> _YOUR INSTRUCTIONS_
Scan the entries for the word "self", and copy every line where it appears.

§ §

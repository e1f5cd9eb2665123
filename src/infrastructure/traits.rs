//! Collaborator boundary traits
//!
//! These traits abstract the storage and routing capabilities the navigation
//! services consume, allowing services to be tested with fake implementations.

use std::io;

use crate::domain::{Arguments, Category, CategoryId, CategoryOrder, MenuDemand, Selection};

/// Category storage.
///
/// Implementations exclude hidden rows and resolve translated rows to the
/// requested ids.
pub trait CategoryProvider: Send + Sync {
    /// Categories whose id (or translation parent) is in `ids`.
    fn find_by_ids(&self, ids: &Selection, order: &CategoryOrder) -> io::Result<Vec<Category>>;

    /// Direct sub-categories of `parent`.
    fn find_children(
        &self,
        parent: &CategoryId,
        order: &CategoryOrder,
    ) -> io::Result<Vec<Category>>;
}

/// Existence probe for record queries.
pub trait PotentialChecker: Send + Sync {
    /// Would a query for `demand` return at least one record?
    fn exists(&self, demand: &MenuDemand) -> io::Result<bool>;
}

/// Route-aware URL construction from an argument map.
pub trait UrlBuilder: Send + Sync {
    /// Build a URL for `arguments`. `page_type` selects the rendering type
    /// (`0` for the full page).
    fn build(&self, arguments: &Arguments, absolute: bool, page_type: u32) -> String;
}

/// Replacement for the default fragment URL construction.
pub trait FragmentUrlBuilder: Send + Sync {
    fn build(&self, arguments: &Arguments) -> String;
}

impl<F> FragmentUrlBuilder for F
where
    F: Fn(&Arguments) -> String + Send + Sync,
{
    fn build(&self, arguments: &Arguments) -> String {
        self(arguments)
    }
}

§ §

> _WRITTEN REPLY_
    fn find_by_ids(&self, ids: &Selection, order: &CategoryOrder) -> io::Result<Vec<Category>>;
        &self,
    fn exists(&self, demand: &MenuDemand) -> io::Result<bool>;
    fn build(&self, arguments: &Arguments, absolute: bool, page_type: u32) -> String;
    fn build(&self, arguments: &Arguments) -> String;
    fn build(&self, arguments: &Arguments) -> String {
        self(arguments)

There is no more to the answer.